Work instruction.
Nothing after the line containing "insert are applied." belongs in the answer; write out exactly every line from the start of the material up to it, including it.

START Data for the task

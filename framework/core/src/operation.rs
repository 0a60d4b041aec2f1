use std::sync::Arc;

use serde::{Deserialize, Serialize};

use crate::record::Record;

/// A shard of records handed to one unit of execution.
pub type Shard = Arc<[Record]>;

/// How the shards of a bulk insert are applied.
#[derive(Debug, Clone, Copy, PartialEq, Eq, Serialize, Deserialize)]
#[serde(rename_all = "snake_case")]
pub enum InsertMode {
    /// Shards are written one after another from a single unit of execution.
    Serial,
    /// Every shard, and for multi-store engines every backend of a shard, gets its own unit.
    Concurrent,
}

/// One logical operation that an engine executes and times.
#[derive(Debug, Clone)]
pub enum Operation {
    BulkInsert { shards: Arc<[Shard]>, mode: InsertMode },
    PointLookup { id: String },
    Aggregate,
    /// Remove every benchmark record so that the next trial starts from an empty backend.
    Clear,
}

impl Operation {
    pub fn bulk_insert(shards: Vec<Shard>, mode: InsertMode) -> Self {
        Self::BulkInsert {
            shards: shards.into(),
            mode,
        }
    }

    pub fn kind(&self) -> OperationKind {
        match self {
            Self::BulkInsert { .. } => OperationKind::BulkInsert,
            Self::PointLookup { .. } => OperationKind::PointLookup,
            Self::Aggregate => OperationKind::Aggregate,
            Self::Clear => OperationKind::Clear,
        }
    }

    /// Total records carried by a bulk insert, zero for every other operation.
    pub fn record_count(&self) -> usize {
        match self {
            Self::BulkInsert { shards, .. } => shards.iter().map(|shard| shard.len()).sum(),
            _ => 0,
        }
    }
}

#[derive(Debug, Clone, Copy, PartialEq, Eq, Hash, Serialize, Deserialize, derive_more::Display)]
#[serde(rename_all = "snake_case")]
pub enum OperationKind {
    #[display("bulk_insert")]
    BulkInsert,
    #[display("point_lookup")]
    PointLookup,
    #[display("aggregate")]
    Aggregate,
    #[display("clear")]
    Clear,
}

END Data for the task

Final answer.
filename framework/core/src/operation.rs
repository 0a60d4b041aec2f1
use std::sync::Arc;

use serde::{Deserialize, Serialize};

use crate::record::Record;

/// A shard of records handed to one unit of execution.
pub type Shard = Arc<[Record]>;

/// How the shards of a bulk insert are applied.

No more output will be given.